Making Time to Make It Clear

Interdisciplinary teamwork, advanced technical skills, and a mastery of a range of life-support technologies...

PICU checklist preps bedside nurses to keep families in the loop

Interdisciplinary teamwork, advanced technical skills, and a mastery of a range of life-support technologies are essential to patient care on the pediatric intensive care unit, or PICU.

But nurses in All Children’s 28-bed PICU must be as ready to help families understand a young patient’s potentially complex course of treatment as to quickly respond to a medical emergency. So when a number of families reported that they were often unsure of their child’s plan of care, the unit’s clinical leaders launched a multidisciplinary quality improvement project designed to enhance bedside nurses’ ability to articulate it.

“Our project illustrates that ACH nurses have a direct influence on patient outcomes by contributing to interprofessional decision-making through structural empowerment.”
– PICU Director Melissa Macogay, RN

A key factor is the nature of an ICU. Baseline data showed that the assigned RN, a critical member of the interdisciplinary team, was present at the bedside at the start of multidisciplinary rounds only 36 percent of the time due to competing needs on the unit. Consequently, the bedside nurse was able to articulate a patient’s plan of care to a family just 43 percent of the time.

So a standardized approach was added to daily rounding in the PICU that uses a “Time Out” in order for nurses to give full focus to a 19-point safety checklist. The plan is verbalized aloud, with a charge nurse prompting a bedside nurse through each item on the list.

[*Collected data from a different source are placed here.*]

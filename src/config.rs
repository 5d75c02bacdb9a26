//! Configuration for JsonDB
//!
//! Centralized configuration with sensible defaults.

use std::net::ToSocketAddrs;
use std::path::PathBuf;

use crate::error::{JsonDbError, Result};

/// Main configuration for a JsonDB server instance
#[derive(Debug, Clone)]
pub struct Config {
    // -------------------------------------------------------------------------
    // Storage Configuration
    // -------------------------------------------------------------------------
    /// Where the store lives
    pub backend: StorageBackend,

    // -------------------------------------------------------------------------
    // Network Configuration
    // -------------------------------------------------------------------------
    /// TCP listen address
    pub listen_addr: String,

    /// Number of worker threads serving connections
    pub worker_threads: usize,

    /// Connection read timeout (milliseconds, 0 = block forever)
    pub read_timeout_ms: u64,

    /// Connection write timeout (milliseconds, 0 = block forever)
    pub write_timeout_ms: u64,
}

/// Storage backend selection
#[derive(Debug, Clone, PartialEq, Eq)]
pub enum StorageBackend {
    /// A single JSON object file, rewritten in full on every mutation
    File { path: PathBuf },

    /// Process-local map, lost on exit
    Memory,
}

impl Default for StorageBackend {
    fn default() -> Self {
        StorageBackend::File {
            path: PathBuf::from("./data/db.json"),
        }
    }
}

impl Default for Config {
    fn default() -> Self {
        Self {
            backend: StorageBackend::default(),
            listen_addr: "127.0.0.1:23456".to_string(),
            worker_threads: 4,
            read_timeout_ms: 5000,
            write_timeout_ms: 5000,
        }
    }
}

impl Config {
    /// Create a new config builder
    pub fn builder() -> ConfigBuilder {
        ConfigBuilder::default()
    }

    /// Check that the configuration can actually be served
    pub fn validate(&self) -> Result<()> {
        if self.worker_threads == 0 {
            return Err(JsonDbError::Config(
                "worker_threads must be at least 1".to_string(),
            ));
        }

        self.listen_addr.to_socket_addrs().map_err(|e| {
            JsonDbError::Config(format!("invalid listen address {:?}: {}", self.listen_addr, e))
        })?;

        Ok(())
    }
}

/// Builder for Config
#[derive(Default)]
pub struct ConfigBuilder {
    config: Config,
}

impl ConfigBuilder {
    /// Persist the store to the given JSON file
    pub fn db_file(mut self, path: impl Into<PathBuf>) -> Self {
        self.config.backend = StorageBackend::File { path: path.into() };
        self
    }

    /// Keep the store in memory only
    pub fn in_memory(mut self) -> Self {
        self.config.backend = StorageBackend::Memory;
        self
    }

    /// Set the storage backend
    pub fn backend(mut self, backend: StorageBackend) -> Self {
        self.config.backend = backend;
        self
    }

    /// Set the TCP listen address
    pub fn listen_addr(mut self, addr: impl Into<String>) -> Self {
        self.config.listen_addr = addr.into();
        self
    }

    /// Set the number of connection worker threads
    pub fn worker_threads(mut self, count: usize) -> Self {
        self.config.worker_threads = count;
        self
    }

    /// Set the read timeout (in milliseconds)
    pub fn read_timeout_ms(mut self, ms: u64) -> Self {
        self.config.read_timeout_ms = ms;
        self
    }

    /// Set the write timeout (in milliseconds)
    pub fn write_timeout_ms(mut self, ms: u64) -> Self {
        self.config.write_timeout_ms = ms;
        self
    }

    pub fn build(self) -> Config {
        self.config
    }
}
//! Engine Module
//!
//! Command dispatch on top of the storage backend.
//!
//! ## Responsibilities
//! - Parse raw requests into commands
//! - Execute commands against the shared [`Storage`]
//! - Map storage outcomes onto client-visible responses
//! - Tell the caller whether the server should keep serving

use std::sync::Arc;

use crate::config::Config;
use crate::error::{JsonDbError, Result};
use crate::protocol::{parse_command, Command, Response};
use crate::storage::{open_storage, Storage};

/// Reason sent for a request that does not parse into a command
pub const REASON_INVALID_FORMAT: &str = "Invalid command format";

/// Reason sent when a get or delete path does not resolve
pub const REASON_NO_SUCH_KEY: &str = "No such key";

/// Reason sent when a set fails
pub const REASON_SET_FAILED: &str = "Error setting value";

/// Reason sent in place of a response that does not fit in one frame
pub const REASON_RESPONSE_TOO_LARGE: &str = "Response too large";

/// Result of handling one request
#[derive(Debug, Clone, PartialEq)]
pub struct Outcome {
    /// False only after an exit command
    pub keep_serving: bool,

    /// Response to send back to the client
    pub response: Response,
}

impl Outcome {
    fn serving(response: Response) -> Self {
        Self {
            keep_serving: true,
            response,
        }
    }
}

/// Dispatches commands to a storage backend
///
/// The engine holds no state of its own besides the backend handle, so it
/// is shared across worker threads behind an `Arc`. All synchronization
/// happens inside the backend.
pub struct Engine {
    storage: Arc<dyn Storage>,
}

impl Engine {
    /// Create an engine over an already constructed backend
    pub fn new(storage: Arc<dyn Storage>) -> Self {
        Self { storage }
    }

    /// Open the backend selected by `config`
    pub fn open(config: &Config) -> Result<Self> {
        Ok(Self::new(open_storage(&config.backend)?))
    }

    /// Parse and execute a raw request
    ///
    /// Requests that fail to parse never reach the backend and never stop
    /// the server.
    pub fn process(&self, raw: &str) -> Outcome {
        match parse_command(raw) {
            Ok(command) => self.execute(command),
            Err(e) => {
                tracing::debug!("Rejected request: {}", e);
                Outcome::serving(Response::error(REASON_INVALID_FORMAT))
            }
        }
    }

    /// Execute a parsed command
    pub fn execute(&self, command: Command) -> Outcome {
        match command.path() {
            Some(path) => tracing::debug!("Executing {} {}", command.command_type(), path),
            None => tracing::debug!("Executing {}", command.command_type()),
        }

        match command {
            Command::Get { path } => match self.storage.get(&path) {
                Ok(value) => Outcome::serving(Response::ok_with(value)),
                Err(e) => {
                    log_failure("get", &e);
                    Outcome::serving(Response::error(REASON_NO_SUCH_KEY))
                }
            },
            Command::Set { path, value } => match self.storage.set(&path, value) {
                Ok(()) => Outcome::serving(Response::ok()),
                Err(e) => {
                    log_failure("set", &e);
                    Outcome::serving(Response::error(REASON_SET_FAILED))
                }
            },
            // NotFound and NotNavigable both surface as "No such key"
            Command::Delete { path } => match self.storage.delete(&path) {
                Ok(()) => Outcome::serving(Response::ok()),
                Err(e) => {
                    log_failure("delete", &e);
                    Outcome::serving(Response::error(REASON_NO_SUCH_KEY))
                }
            },
            Command::Exit => {
                tracing::info!("Exit command received");
                Outcome {
                    keep_serving: false,
                    response: Response::ok(),
                }
            }
        }
    }

    /// The backend this engine dispatches to
    pub fn storage(&self) -> &Arc<dyn Storage> {
        &self.storage
    }
}

fn log_failure(operation: &str, error: &JsonDbError) {
    if error.is_lookup_failure() {
        tracing::debug!("{} failed: {}", operation, error);
    } else {
        tracing::warn!("{} failed: {}", operation, error);
    }
}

Improvement has been dramatic. Three months after introduction of the checklist, the bedside nurse was present at the beginning of rounds 85 percent of the time, and the percentage of nurses able to successfully articulate a patient’s plan of care increased to 96 percent. The satisfaction score also improved as families felt more confident in their understanding of a loved one’s plan of care.

“We continued to refine the process for several months, creating a drop-down menu to ensure the use of standard language for questions and answers and to capture data on changes made as a result of the safety checklist,” explains PICU Director Melissa Macogay, RN. “Our project illustrates that ACH nurses have a direct influence on patient outcomes by contributing to interprofessional decision-making through structural empowerment.”